Bac 2021 : ce qu’il faut encore faire bouger

Les changements prévus pour le bac général et technologique ont été présentés en conseil supérieur de l’éducation, mais l’architecture du lycée qui en découle reste à définir.
Le SE-Unsa s’inscrit dans une démarche constructive pour obtenir des avancées concrètes dans les mois à venir.
Lesquelles et comment ?

Un projet cohérent pour changer le lycée
Le SE-Unsa se positionne depuis plusieurs années pour une réforme du bac.
Nous demandons la réduction du nombre d’épreuves terminales, la mise en œuvre d’une part de contrôle continu pour pouvoir évaluer des compétences plus diverses, mais aussi des évolutions pour réduire la hiérarchisation des filières et pour mieux préparer les élèves à l’entrée dans l’enseignement supérieur.
En décembre 2017, le SE-Unsa a accueilli favorablement les propositions du rapport Mathiot pour le baccalauréat mais a exprimé son scepticisme face aux propositions de réorganisation du lycée (semestrialisation, parcours modulaires).
Nous avons mis l’accent sur nos revendications pour un contrôle continu à la fois encadré et souple dans sa mise en œuvre, qui sécurise les élèves et pour un bac plus exigeant, en variant les types d’évaluation.

Le 14 février 2018, le ministre Jean-Michel Blanquer a présenté son projet de réforme.
Le SE-Unsa a mis l’accent sur la nécessité de reconnaître la charge de travail croissante que représenterait la mise en œuvre d’une part de contrôle continu pour les enseignants. 
Nous avons lancé une campagne « Nouveau bac, nouvelle indemnité », écrit au ministre pour réclamer la création d’une indemnité forfaitaire pour les épreuves communes du contrôle continu dont nous avons obtenu l’annonce lors du Conseil supérieur de l’Éducation du 21 mars 2018.
C’est notre méthode : la cohérence dans le projet, l’exigence dans la négociation, et une démarche constructive pour obtenir des avancées concrètes pour nos collègues.

Des points qui restent à préciser ou à faire évoluer
De nombreux points dépendent de textes officiels qui ne seront présentés que dans les prochains mois.
Le SE-Unsa prendra toute sa place dans les prochaines concertations pour faire évoluer le projet ministériel.

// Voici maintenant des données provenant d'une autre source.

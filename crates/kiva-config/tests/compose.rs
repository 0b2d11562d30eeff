//! Tests for assembling the full build configuration.

use kiva_config::{
    AssetEmission, BuildMode, Compilation, ConfigError, EnvSnapshot, KivaConfig, Plugin,
    StyleArtifact, compose_with_env, emit_image, emit_stylesheet,
};
use std::fs;
use std::path::Path;
use tempfile::TempDir;

const SHELL: &str = "<!DOCTYPE html>\n<html>\n  <head>\n    <title>app</title>\n  </head>\n  <body>\n    <div id=\"root\"></div>\n  </body>\n</html>\n";

fn project() -> TempDir {
    let dir = TempDir::new().expect("tempdir");
    let config_dir = dir.path().join("src/config");
    fs::create_dir_all(&config_dir).expect("create config dir");
    fs::write(config_dir.join("index.html"), SHELL).expect("write template");
    dir
}

fn env() -> EnvSnapshot {
    EnvSnapshot::from_lookup("linux", |key| match key {
        "WDS_SOCKET_HOST" => Some("0.0.0.0".to_string()),
        _ => None,
    })
}

fn compose(mode: BuildMode, root: &Path) -> kiva_config::BuildConfig {
    compose_with_env(mode, root, &KivaConfig::default(), env()).expect("compose")
}

#[test]
fn production_document_shape() {
    let dir = project();
    let config = compose(BuildMode::Production, dir.path());
    let value = config.to_value().expect("serialize");

    assert_eq!(value["mode"], "production");
    assert_eq!(value["stats"], "errors-only");
    assert_eq!(value["devtool"], false);
    assert_eq!(value["entry"], serde_json::json!(["./src/index.tsx"]));
    assert_eq!(value["output"]["filename"], "js/[name].[chunkhash:8].js");
    assert_eq!(value["output"]["publicPath"], "/");
    assert_eq!(
        value["resolve"]["extensions"],
        serde_json::json!([".js", ".ts", ".jsx", ".tsx"])
    );
    assert_eq!(value["module"]["rules"].as_array().map(Vec::len), Some(7));
    assert_eq!(
        value["optimization"]["minimizer"],
        serde_json::json!(["terser", "css-minimizer"])
    );
    assert_eq!(value["performance"]["maxAssetSize"], 3 * 1024 * 1024);
    assert_eq!(value["devServer"]["port"], 8080);
}

#[test]
fn dev_server_carries_quiet_stats_preset() {
    let dir = project();
    for mode in [BuildMode::Development, BuildMode::Production] {
        let value = compose(mode, dir.path()).to_value().expect("serialize");
        assert_eq!(
            value["devServer"]["stats"],
            serde_json::json!({
                "assets": false,
                "children": false,
                "chunks": false,
                "chunkModules": false,
                "colors": true,
                "entrypoints": false,
                "hash": false,
                "modules": false,
                "timings": false,
                "version": false,
            })
        );
    }
}

#[test]
fn production_has_no_define_and_minifies_html() {
    let dir = project();
    let config = compose(BuildMode::Production, dir.path());

    assert!(!config.plugins.iter().any(|p| matches!(p, Plugin::Define { .. })));
    let shell = config.html_shell().expect("html plugin");
    let html = shell.render(&["js/main.1a2b3c4d.js".to_string()], &[]);
    assert!(!html.contains("\n  "));
    assert!(html.contains(r#"<script defer="defer" src="/js/main.1a2b3c4d.js"></script>"#));
}

#[test]
fn development_entry_prepends_hot_client() {
    let dir = project();
    let config = compose(BuildMode::Development, dir.path());

    assert_eq!(
        config.entry,
        ["react-dev-utils/webpackHotDevClient", "./src/index.tsx"]
    );
    assert_eq!(config.devtool.as_deref(), Some("cheap-module-source-map"));
    assert_eq!(config.output.filename, "js/[name].[fullhash:8].js");
}

#[test]
fn development_defines_only_allow_listed_env() {
    let dir = project();
    let config = compose(BuildMode::Development, dir.path());

    let definitions = config
        .plugins
        .iter()
        .find_map(|p| match p {
            Plugin::Define { definitions } => Some(definitions.clone()),
            _ => None,
        })
        .expect("define plugin");

    assert_eq!(definitions["process.platform"], "\"linux\"");
    assert_eq!(definitions["process.env.WDS_SOCKET_HOST"], "\"0.0.0.0\"");
    // Port is its own variable, not a copy of the host.
    assert_eq!(definitions["process.env.WDS_SOCKET_PORT"], "undefined");
    assert!(!definitions.keys().any(|k| k == "process.env.HOME"));
}

#[test]
fn missing_template_is_fatal() {
    let dir = TempDir::new().expect("tempdir");
    let err = compose_with_env(
        BuildMode::Production,
        dir.path(),
        &KivaConfig::default(),
        env(),
    )
    .unwrap_err();

    match err {
        ConfigError::Template { path, .. } => assert!(path.ends_with("src/config/index.html")),
        other => panic!("expected Template error, got {other:?}"),
    }
}

#[test]
fn aliases_are_rooted_in_project() {
    let dir = project();
    let config = compose(BuildMode::Production, dir.path());

    assert_eq!(config.resolve.alias["@"], dir.path().join("src"));
    assert_eq!(config.resolve.alias["config"], dir.path().join("src/config"));
    assert_eq!(config.output.path, dir.path().join("build"));
}

#[test]
fn production_names_survive_unrelated_rebuilds() {
    let bytes = vec![7u8; 10_000];
    let first = emit_image(BuildMode::Production, "logo", "png", &bytes, &Compilation::new());
    let second = emit_image(BuildMode::Production, "logo", "png", &bytes, &Compilation::new());

    assert!(matches!(first, AssetEmission::File { .. }));
    assert_eq!(first, second);

    let css = b"body { margin: 0 }";
    assert_eq!(
        emit_stylesheet(BuildMode::Production, "main", css, &Compilation::new()),
        emit_stylesheet(BuildMode::Production, "main", css, &Compilation::new())
    );
}

#[test]
fn development_names_change_every_compilation() {
    let bytes = vec![7u8; 10_000];
    let first = emit_image(BuildMode::Development, "logo", "png", &bytes, &Compilation::new());
    let second = emit_image(BuildMode::Development, "logo", "png", &bytes, &Compilation::new());
    assert_ne!(first, second);

    assert_eq!(
        emit_stylesheet(BuildMode::Development, "main", b"a{}", &Compilation::new()),
        StyleArtifact::Injected
    );
}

  • Pour le SE-Unsa, l’épreuve orale finale ne doit pas être un grand oral de culture générale, il doit être adossé à un projet, avec un document d’appui, préparé sur le temps long, individuellement ou en groupe, au sein des spécialités.
  • Contrôle continu : son organisation doit rester légère (anonymat, correction) et la durée des épreuves limitée (voir notre article « Contrôle continu : Faire confiance aux équipes pédagogiques »).
    Le SE-Unsa continue à revendiquer la réduction du nombre d’épreuves communes de contrôle continu à 2 par discipline pour limiter leur poids sur la vie des établissements.
  • Le directeur général de l’enseignement scolaire a déclaré au SE-Unsa, lors du Conseil supérieur de l’Education du 21 mars, que « la création d’une indemnité forfaitaire pour les épreuves communes du contrôle continu, serait inscrite à l’agenda social du ministère ».
    Nous serons vigilants pour sa concrétisation (voir notre article « Conditions de travail : des avancées pour le SE-Unsa ! ».
  • Définition des épreuves : elle reste à fixer pour les épreuves terminales, les épreuves communes du contrôle continu.
    Quant aux nouveaux programmes, ils ne seront connus qu’en décembre 2018. Programmes et épreuves doivent mieux préparer nos élèves à l’entrée dans l’enseignement supérieur en mettant l’accent sur les compétences transversales et les connaissances indispensables au travail intellectuel en autonomie.
  • Offre d’enseignements : pour le SE-Unsa, le ministère doit organiser la possibilité d’accéder à tous les enseignements de spécialité prévus dans la réforme, sur le territoire.
    L’organisation des classes doit éviter la reconstitution de filières hiérarchisées (voir notre article « Hiérarchisation des filières : on arrête quand ? ».